When thinking of content I wanted to cover for this blog, one of the biggest recurring topics that came to mind was how to stay fit and eat healthy, without breaking the bank.
And with that, Financially FIT was born. In general, people assume that it’s expensive to eat well and exercise often – I want to change that perception. Each month, I will share different tips and tricks I’ve learned that have allowed me to live a healthy life without hurting my finances.
This months topic is meal prepping. Sounds simple right? I’m not going to lie – spending most of my Sundays cooking and putting food into containers isn’t easy. However, I enjoy cooking (it’s cathartic for me). A few benefits of meal prepping are:
- Saves time – During the week it can be hard to cook healthy, especially for people who work full time jobs. By planning ahead, I have a few meals in my fridge that I can quickly toss into my bag to bring to work or heat up when I get home.
- Control what you’re eating and portion size – Helps me stay on track with my nutritional goals – I know exactly what’s in my food and the amount.

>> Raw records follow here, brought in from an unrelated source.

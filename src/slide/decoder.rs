//! Decoder capability trait.
//!
//! This module defines the `Decoder` trait, the narrow interface the region
//! reader consumes from whatever actually understands an image file. A decoder
//! is stateful: it is bound to one (series, resolution) pair at a time and all
//! size queries and reads refer to that binding.
//!
//! Decoders are required to be `Send` so a handle can move to a worker thread,
//! but not `Sync`. A handle is never shared between threads; each worker owns a
//! clone obtained through the [`ReaderPool`](crate::pool::ReaderPool).

use crate::error::DecodeError;
use crate::region::PixelType;
use crate::tile::Rect;

/// Format-agnostic access to a multi-series, multi-resolution image.
///
/// # Example
///
/// ```ignore
/// use wsi_region_reader::slide::Decoder;
///
/// fn read_corner<D: Decoder>(decoder: &mut D) -> Result<Vec<u8>, DecodeError> {
///     decoder.bind(0, 0)?;
///     let plane = decoder.plane_index(0, 0, 0)?;
///     let mut bytes = Vec::new();
///     decoder.read_region_bytes(plane, Rect::new(0, 0, 64, 64), &mut bytes)?;
///     Ok(bytes)
/// }
/// ```
pub trait Decoder: Send + 'static {
    /// Number of image series in the opened file.
    fn series_count(&self) -> usize;

    /// Bind the handle to a series and resolution level.
    ///
    /// Binding is idempotent and cheap: it resets handle state, it does not
    /// reopen the file.
    fn bind(&mut self, series: usize, resolution: usize) -> Result<(), DecodeError>;

    /// Currently bound series.
    fn series(&self) -> usize;

    /// Currently bound resolution level.
    fn resolution(&self) -> usize;

    /// Number of resolution levels in the bound series. Level 0 is full size.
    fn resolution_count(&self) -> usize;

    /// Width of the bound resolution level.
    fn size_x(&self) -> u32;

    /// Height of the bound resolution level.
    fn size_y(&self) -> u32;

    fn size_z(&self) -> u32;

    /// Total channel count, counting each sample of an RGB plane.
    fn size_c(&self) -> u32;

    fn size_t(&self) -> u32;

    /// Samples stored per plane. 1 for planar data, 3 for RGB planes.
    fn rgb_channel_count(&self) -> u32 {
        1
    }

    /// Whether the samples of an RGB plane are interleaved per pixel.
    fn is_interleaved(&self) -> bool {
        false
    }

    fn is_little_endian(&self) -> bool {
        true
    }

    fn pixel_type(&self) -> PixelType;

    /// Plane index for a (z, effective channel, t) position.
    ///
    /// The effective channel counts planes, not samples: for an RGB plane
    /// the three samples share one effective channel. Planes are ordered
    /// Z fastest, then C, then T.
    fn plane_index(&self, z: u32, c: u32, t: u32) -> Result<usize, DecodeError> {
        let rgb = self.rgb_channel_count().max(1);
        let effective_c = (self.size_c() / rgb).max(1);
        if z >= self.size_z() || c >= effective_c || t >= self.size_t() {
            return Err(DecodeError::InvalidPosition { z, c, t });
        }
        let size_z = self.size_z() as usize;
        Ok(z as usize + size_z * (c as usize + effective_c as usize * t as usize))
    }

    /// Read raw bytes for `rect` of `plane` at the bound resolution.
    ///
    /// `out` is cleared and refilled. Its layout is row-major; RGB planes are
    /// either interleaved per pixel or stored as consecutive sub-planes,
    /// according to [`is_interleaved`](Decoder::is_interleaved).
    fn read_region_bytes(
        &mut self,
        plane: usize,
        rect: Rect,
        out: &mut Vec<u8>,
    ) -> Result<(), DecodeError>;

    /// Preferred tile width for reads at the bound resolution, if any.
    fn optimal_tile_width(&self) -> Option<u32> {
        None
    }

    /// Preferred tile height for reads at the bound resolution, if any.
    fn optimal_tile_height(&self) -> Option<u32> {
        None
    }

    /// Produce an independent handle bound to the same opened source and
    /// carrying the same binding.
    fn try_clone(&self) -> Result<Self, DecodeError>
    where
        Self: Sized;
}
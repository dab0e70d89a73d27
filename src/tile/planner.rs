//! Tile planning.
//!
//! A read request is partitioned into a row-major grid of non-overlapping
//! rectangles. Every tile but the last column/row has the full tile size;
//! edge tiles are clipped to the remaining extent, never padded.

use serde::Serialize;

use crate::error::RegionError;

/// Tile edge used when the decoder has no preferred tile size.
pub const DEFAULT_TILE_SIZE: u32 = 512;

// =============================================================================
// Rectangle
// =============================================================================

/// Axis-aligned pixel rectangle.
#[derive(Debug, Clone, Copy, PartialEq, Eq, Hash, Default, Serialize)]
pub struct Rect {
    pub x: u32,
    pub y: u32,
    pub width: u32,
    pub height: u32,
}

impl Rect {
    pub const fn new(x: u32, y: u32, width: u32, height: u32) -> Self {
        Self {
            x,
            y,
            width,
            height,
        }
    }

    /// Exclusive right edge.
    pub fn right(&self) -> u64 {
        self.x as u64 + self.width as u64
    }

    /// Exclusive bottom edge.
    pub fn bottom(&self) -> u64 {
        self.y as u64 + self.height as u64
    }

    pub fn area(&self) -> u64 {
        self.width as u64 * self.height as u64
    }

    pub fn is_empty(&self) -> bool {
        self.width == 0 || self.height == 0
    }

    /// Overlapping part of two rectangles, `None` if they do not overlap.
    pub fn intersection(&self, other: &Rect) -> Option<Rect> {
        let x0 = self.x.max(other.x);
        let y0 = self.y.max(other.y);
        let x1 = self.right().min(other.right());
        let y1 = self.bottom().min(other.bottom());
        if x1 <= x0 as u64 || y1 <= y0 as u64 {
            return None;
        }
        Some(Rect::new(x0, y0, (x1 - x0 as u64) as u32, (y1 - y0 as u64) as u32))
    }

    /// Clip to an image of `width` x `height` anchored at the origin.
    pub fn clip_to(&self, width: u32, height: u32) -> Option<Rect> {
        self.intersection(&Rect::new(0, 0, width, height))
    }

    /// Map a full-resolution rectangle onto a level `shift` steps down the
    /// pyramid. The origin rounds down and the far edge rounds up so the
    /// result still covers every source pixel.
    pub fn shifted_down(&self, shift: u32) -> Rect {
        if shift == 0 {
            return *self;
        }
        let shift = shift.min(63);
        let x0 = (self.x as u64) >> shift;
        let y0 = (self.y as u64) >> shift;
        let round = (1u64 << shift) - 1;
        let x1 = (self.right() + round) >> shift;
        let y1 = (self.bottom() + round) >> shift;
        Rect::new(x0 as u32, y0 as u32, (x1 - x0) as u32, (y1 - y0) as u32)
    }

    /// Express this rectangle relative to `origin`'s top-left corner.
    pub fn relative_to(&self, origin: &Rect) -> Rect {
        Rect::new(
            self.x.saturating_sub(origin.x),
            self.y.saturating_sub(origin.y),
            self.width,
            self.height,
        )
    }
}

// =============================================================================
// Plane Position
// =============================================================================

/// Which channels a read covers.
#[derive(Debug, Clone, Copy, PartialEq, Eq, Hash, Serialize)]
#[serde(rename_all = "snake_case")]
pub enum ChannelSelection {
    /// One channel, producing a single-plane canvas
    Single(u32),
    /// Every channel of the series, one canvas plane each
    All,
}

/// Z/T/channel coordinates shared by every tile of one read.
#[derive(Debug, Clone, Copy, PartialEq, Eq, Hash, Serialize)]
pub struct PlanePosition {
    pub z: u32,
    pub t: u32,
    pub channels: ChannelSelection,
}

impl Default for PlanePosition {
    fn default() -> Self {
        Self {
            z: 0,
            t: 0,
            channels: ChannelSelection::Single(0),
        }
    }
}

// =============================================================================
// Tiles
// =============================================================================

/// One unit of decode work, in reader-space coordinates.
#[derive(Debug, Clone, Copy, PartialEq, Eq)]
pub struct Tile {
    /// Row-major index within the plan
    pub index: usize,
    pub column: u32,
    pub row: u32,
    pub rect: Rect,
    pub position: PlanePosition,
}

/// A covering grid of tiles over a clipped region.
#[derive(Debug, Clone)]
pub struct TilePlan {
    /// Region after clipping to the level bounds
    pub region: Rect,
    pub tile_width: u32,
    pub tile_height: u32,
    pub columns: u32,
    pub rows: u32,
    pub tiles: Vec<Tile>,
}

impl TilePlan {
    pub fn len(&self) -> usize {
        self.tiles.len()
    }

    pub fn is_empty(&self) -> bool {
        self.tiles.is_empty()
    }

    /// Width of tiles in `column`, accounting for the clipped last column.
    pub fn column_width(&self, column: u32) -> u32 {
        let start = column * self.tile_width;
        self.tile_width.min(self.region.width - start)
    }

    /// Height of tiles in `row`, accounting for the clipped last row.
    pub fn row_height(&self, row: u32) -> u32 {
        let start = row * self.tile_height;
        self.tile_height.min(self.region.height - start)
    }
}

/// Partition `region` into tiles of at most `tile_width` x `tile_height`.
///
/// The region is first clipped to `bounds` (the reader-space level size).
///
/// # Errors
///
/// - [`RegionError::InvalidTileSize`] if either tile edge is zero
/// - [`RegionError::EmptyRegion`] if nothing of the region lies inside `bounds`
pub fn plan(
    region: Rect,
    bounds: (u32, u32),
    tile_width: u32,
    tile_height: u32,
    position: PlanePosition,
) -> Result<TilePlan, RegionError> {
    if tile_width == 0 || tile_height == 0 {
        return Err(RegionError::InvalidTileSize {
            width: tile_width,
            height: tile_height,
        });
    }

    let clipped = region
        .clip_to(bounds.0, bounds.1)
        .ok_or_else(|| RegionError::EmptyRegion {
            reason: format!(
                "{}x{} at ({}, {}) lies outside the {}x{} level",
                region.width, region.height, region.x, region.y, bounds.0, bounds.1
            ),
        })?;

    let columns = clipped.width.div_ceil(tile_width);
    let rows = clipped.height.div_ceil(tile_height);

    let mut tiles = Vec::with_capacity(columns as usize * rows as usize);
    for row in 0..rows {
        let y = row * tile_height;
        let height = tile_height.min(clipped.height - y);
        for column in 0..columns {
            let x = column * tile_width;
            let width = tile_width.min(clipped.width - x);
            tiles.push(Tile {
                index: tiles.len(),
                column,
                row,
                rect: Rect::new(clipped.x + x, clipped.y + y, width, height),
                position,
            });
        }
    }

    Ok(TilePlan {
        region: clipped,
        tile_width,
        tile_height,
        columns,
        rows,
        tiles,
    })
}

/// Tile edge derived from a decoder hint: the largest power of two not above
/// the hint, or [`DEFAULT_TILE_SIZE`] when there is no usable hint.
pub fn default_tile_size(optimal: Option<u32>) -> u32 {
    match optimal {
        Some(size) if size > 0 => 1 << (31 - size.leading_zeros()),
        _ => DEFAULT_TILE_SIZE,
    }
}

// =============================================================================
// Tests
// =============================================================================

- Dolla dolla bills – On the weeks that I meal prep, I don’t spend any money on lunches at work, which then allows me to save money towards goals I have or allow me to go splurge it on Newbury Street (yes, not financially sound but you need a shopping spree sometimes, right?)
Now that I’ve had a full week back at work, this weekend was time to get back into the swing of things. I wasn’t that great during the holidays of keeping up with meal prepping on Sundays since I was so busy with events and then went on vacation.
This afternoon, my husband and I went to the Wegman’s in Chestnut Hill that opened last year – they have a lot of great deals on organic meats and vegetables. We ended up cooking a stir fry, which is one of my favorites as it’s so easy – you can throw just about any veggie and meat combination into a pan. I also cooked some quinoa to have with it instead of rice – I still wanted to have a carbohydrate but something that was digestible and NOT stripped of its nutrients.
It came out really well – the veggies weren’t overcooked and the meat perfectly tender. After enjoying our meal, we portioned out the leftovers into containers. I typically put half of the amount into the fridge, with the other half going into the freezer to save for another week. I don’t like to eat the same leftovers everyday, so this helps break it up.